(Data records)

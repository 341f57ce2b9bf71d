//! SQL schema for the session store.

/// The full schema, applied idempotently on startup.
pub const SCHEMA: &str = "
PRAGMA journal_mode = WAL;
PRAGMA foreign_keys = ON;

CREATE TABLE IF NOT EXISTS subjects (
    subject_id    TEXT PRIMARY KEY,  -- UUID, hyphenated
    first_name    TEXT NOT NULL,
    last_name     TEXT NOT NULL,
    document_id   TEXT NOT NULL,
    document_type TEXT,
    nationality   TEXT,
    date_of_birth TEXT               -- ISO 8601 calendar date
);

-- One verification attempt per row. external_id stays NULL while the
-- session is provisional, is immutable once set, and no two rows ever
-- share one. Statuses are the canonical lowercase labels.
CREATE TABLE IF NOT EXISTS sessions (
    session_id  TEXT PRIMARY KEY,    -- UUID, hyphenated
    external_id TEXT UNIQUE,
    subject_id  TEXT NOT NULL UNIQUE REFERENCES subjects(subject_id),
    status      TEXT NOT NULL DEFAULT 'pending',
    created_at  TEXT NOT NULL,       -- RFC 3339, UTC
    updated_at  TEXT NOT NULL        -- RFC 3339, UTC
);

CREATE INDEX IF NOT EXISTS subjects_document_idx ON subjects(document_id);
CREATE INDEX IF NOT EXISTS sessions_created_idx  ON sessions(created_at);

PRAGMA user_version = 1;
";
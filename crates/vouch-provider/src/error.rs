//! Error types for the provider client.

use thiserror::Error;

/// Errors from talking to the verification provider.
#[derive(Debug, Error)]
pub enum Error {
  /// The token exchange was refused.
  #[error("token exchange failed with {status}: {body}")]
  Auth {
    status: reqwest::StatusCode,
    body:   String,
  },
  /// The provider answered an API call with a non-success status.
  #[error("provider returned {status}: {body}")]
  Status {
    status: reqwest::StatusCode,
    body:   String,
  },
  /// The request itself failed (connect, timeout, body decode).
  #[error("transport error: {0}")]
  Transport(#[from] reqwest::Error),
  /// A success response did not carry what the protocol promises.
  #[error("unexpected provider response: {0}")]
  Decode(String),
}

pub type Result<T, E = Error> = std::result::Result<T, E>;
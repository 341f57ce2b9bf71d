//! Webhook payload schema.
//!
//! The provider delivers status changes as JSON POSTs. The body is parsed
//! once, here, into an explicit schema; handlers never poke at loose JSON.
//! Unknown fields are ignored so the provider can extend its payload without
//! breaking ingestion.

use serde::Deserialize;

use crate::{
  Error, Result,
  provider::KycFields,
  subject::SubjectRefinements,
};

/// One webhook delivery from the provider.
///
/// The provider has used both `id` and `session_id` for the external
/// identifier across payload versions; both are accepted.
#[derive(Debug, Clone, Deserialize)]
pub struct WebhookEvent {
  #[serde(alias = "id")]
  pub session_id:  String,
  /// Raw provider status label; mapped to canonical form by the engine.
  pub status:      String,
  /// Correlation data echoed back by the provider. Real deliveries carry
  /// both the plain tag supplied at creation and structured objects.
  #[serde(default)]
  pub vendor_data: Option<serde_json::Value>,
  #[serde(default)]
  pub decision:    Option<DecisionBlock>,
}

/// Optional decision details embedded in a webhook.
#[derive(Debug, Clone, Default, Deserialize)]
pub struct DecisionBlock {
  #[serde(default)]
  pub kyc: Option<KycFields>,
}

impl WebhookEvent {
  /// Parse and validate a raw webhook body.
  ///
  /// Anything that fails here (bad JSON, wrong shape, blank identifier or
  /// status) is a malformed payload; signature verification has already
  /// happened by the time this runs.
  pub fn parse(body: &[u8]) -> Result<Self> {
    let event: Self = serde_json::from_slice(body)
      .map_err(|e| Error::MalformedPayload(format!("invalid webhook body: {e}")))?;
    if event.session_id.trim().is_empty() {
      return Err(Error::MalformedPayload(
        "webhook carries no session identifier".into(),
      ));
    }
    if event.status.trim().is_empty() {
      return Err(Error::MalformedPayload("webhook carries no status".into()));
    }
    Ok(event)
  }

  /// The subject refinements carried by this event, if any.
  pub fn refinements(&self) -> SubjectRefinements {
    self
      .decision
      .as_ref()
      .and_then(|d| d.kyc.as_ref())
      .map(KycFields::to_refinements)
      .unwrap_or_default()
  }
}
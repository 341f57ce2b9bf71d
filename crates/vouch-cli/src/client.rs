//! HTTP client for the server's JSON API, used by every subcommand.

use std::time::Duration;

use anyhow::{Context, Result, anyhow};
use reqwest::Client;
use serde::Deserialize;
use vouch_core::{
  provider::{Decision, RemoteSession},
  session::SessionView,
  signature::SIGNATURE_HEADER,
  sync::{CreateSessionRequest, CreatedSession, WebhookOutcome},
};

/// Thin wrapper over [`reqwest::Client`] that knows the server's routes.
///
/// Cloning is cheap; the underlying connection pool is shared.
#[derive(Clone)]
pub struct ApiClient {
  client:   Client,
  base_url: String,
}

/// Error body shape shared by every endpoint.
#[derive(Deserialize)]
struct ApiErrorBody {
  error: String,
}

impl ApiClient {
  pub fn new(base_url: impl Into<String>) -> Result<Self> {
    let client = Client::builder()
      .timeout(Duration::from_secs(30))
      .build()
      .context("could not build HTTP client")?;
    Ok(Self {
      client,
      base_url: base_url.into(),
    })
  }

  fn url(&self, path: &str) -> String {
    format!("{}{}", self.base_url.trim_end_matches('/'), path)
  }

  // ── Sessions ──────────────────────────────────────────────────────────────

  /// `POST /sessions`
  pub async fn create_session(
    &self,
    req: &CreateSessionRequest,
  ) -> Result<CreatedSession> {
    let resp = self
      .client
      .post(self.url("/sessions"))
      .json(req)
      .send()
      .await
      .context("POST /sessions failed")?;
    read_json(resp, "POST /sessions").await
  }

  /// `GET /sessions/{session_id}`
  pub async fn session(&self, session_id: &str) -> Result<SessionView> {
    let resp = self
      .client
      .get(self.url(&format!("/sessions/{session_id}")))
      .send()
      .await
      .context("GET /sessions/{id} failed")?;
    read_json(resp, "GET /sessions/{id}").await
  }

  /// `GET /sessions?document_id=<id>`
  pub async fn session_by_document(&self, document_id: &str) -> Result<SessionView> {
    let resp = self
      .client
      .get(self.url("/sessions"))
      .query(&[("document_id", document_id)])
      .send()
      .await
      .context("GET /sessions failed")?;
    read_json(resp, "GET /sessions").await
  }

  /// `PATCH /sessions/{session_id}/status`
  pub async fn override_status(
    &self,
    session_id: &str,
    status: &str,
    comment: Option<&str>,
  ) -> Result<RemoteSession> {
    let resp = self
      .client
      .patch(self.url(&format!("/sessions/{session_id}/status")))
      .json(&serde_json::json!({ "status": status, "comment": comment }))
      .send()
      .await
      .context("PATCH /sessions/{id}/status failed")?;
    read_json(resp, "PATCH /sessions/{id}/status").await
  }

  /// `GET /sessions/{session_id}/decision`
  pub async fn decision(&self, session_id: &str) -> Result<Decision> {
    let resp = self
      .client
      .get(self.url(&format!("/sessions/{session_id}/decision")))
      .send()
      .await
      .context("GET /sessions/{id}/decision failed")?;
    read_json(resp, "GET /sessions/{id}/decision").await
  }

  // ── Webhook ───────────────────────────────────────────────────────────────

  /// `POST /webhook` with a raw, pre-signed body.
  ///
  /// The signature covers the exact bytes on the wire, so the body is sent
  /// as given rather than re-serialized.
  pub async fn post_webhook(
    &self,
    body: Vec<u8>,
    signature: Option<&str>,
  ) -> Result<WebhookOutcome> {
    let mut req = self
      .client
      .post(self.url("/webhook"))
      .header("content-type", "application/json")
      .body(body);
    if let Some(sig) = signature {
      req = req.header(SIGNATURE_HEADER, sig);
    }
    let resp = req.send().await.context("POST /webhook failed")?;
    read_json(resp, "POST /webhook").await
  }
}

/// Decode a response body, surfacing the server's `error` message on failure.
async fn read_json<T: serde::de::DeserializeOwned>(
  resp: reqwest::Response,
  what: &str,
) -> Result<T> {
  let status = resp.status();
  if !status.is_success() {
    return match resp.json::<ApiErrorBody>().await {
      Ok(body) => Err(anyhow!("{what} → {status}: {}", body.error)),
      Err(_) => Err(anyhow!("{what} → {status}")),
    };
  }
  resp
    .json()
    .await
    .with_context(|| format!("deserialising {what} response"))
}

_Task objective:_ Go through the records above and copy every line with the word "HTTP".

_Exercise response:_
//! HTTP client for the server's JSON API, used by every subcommand.
      .context("could not build HTTP client")?;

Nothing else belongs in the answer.